DATASET CONTENT Start Marker

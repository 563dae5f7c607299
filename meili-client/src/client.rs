//! Entry point binding a remote and an encoder.

use std::sync::Arc;

use serde::de::DeserializeOwned;
use serde::Serialize;
use tracing::{info, instrument};

use crate::config::ClientConfig;
use crate::document::{Document, DocumentDescriptor};
use crate::errors::MeiliError;
use crate::index::Index;
use crate::interfaces::{Encoder, Remote};

/// Hands out [`Index`] handles sharing one remote and one encoder.
///
/// # Example
///
/// ```ignore
/// let client = Client::new(Arc::new(HttpRemote::new(config)?), Arc::new(JsonEncoder::new()));
/// let movies = client.index::<Movie>().await?;
/// ```
#[derive(Clone)]
pub struct Client {
    remote: Arc<dyn Remote>,
    encoder: Arc<dyn Encoder>,
    config: ClientConfig,
}

impl Client {
    /// Create a client with the default configuration.
    pub fn new(remote: Arc<dyn Remote>, encoder: Arc<dyn Encoder>) -> Self {
        Self::with_config(remote, encoder, ClientConfig::default())
    }

    pub fn with_config(
        remote: Arc<dyn Remote>,
        encoder: Arc<dyn Encoder>,
        config: ClientConfig,
    ) -> Self {
        Self {
            remote,
            encoder,
            config,
        }
    }

    pub fn config(&self) -> &ClientConfig {
        &self.config
    }

    /// Get the index declared by `T`, creating it if missing and the
    /// configuration allows it.
    ///
    /// # Errors
    ///
    /// * `ConfigurationError` - if `T` declares an unusable descriptor
    /// * `OperationError` - if the index had to be created and creation failed
    /// * `TransportError` - if the server could not be reached
    pub async fn index<T: Document>(&self) -> Result<Index<T>, MeiliError> {
        self.index_with(self.config.auto_create_index).await
    }

    /// Get the index declared by `T`, overriding the auto-create setting.
    pub async fn index_with<T: Document>(&self, auto_create: bool) -> Result<Index<T>, MeiliError> {
        self.index_for(DocumentDescriptor::of::<T>()?, auto_create)
            .await
    }

    /// Get an explicitly registered index.
    #[instrument(skip(self, descriptor), fields(uid = %descriptor.index_name()))]
    pub async fn index_for<T>(
        &self,
        descriptor: DocumentDescriptor,
        auto_create: bool,
    ) -> Result<Index<T>, MeiliError>
    where
        T: Serialize + DeserializeOwned + Send + Sync,
    {
        let index = Index::with_descriptor(
            descriptor,
            Arc::clone(&self.remote),
            Arc::clone(&self.encoder),
        )
        .refresh_on_submit(self.config.refresh_on_submit);

        if auto_create && !index.exists().await? {
            info!("Index missing, creating it");
            index.create().await?;
        }
        Ok(index)
    }
}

DATASET CONTENT End Marker

◆ **EXERCISE PROMPT**
Search the data and copy each line containing "default".

◆ **ANSWER BELOW**
    /// Create a client with the default configuration.
        Self::with_config(remote, encoder, ClientConfig::default())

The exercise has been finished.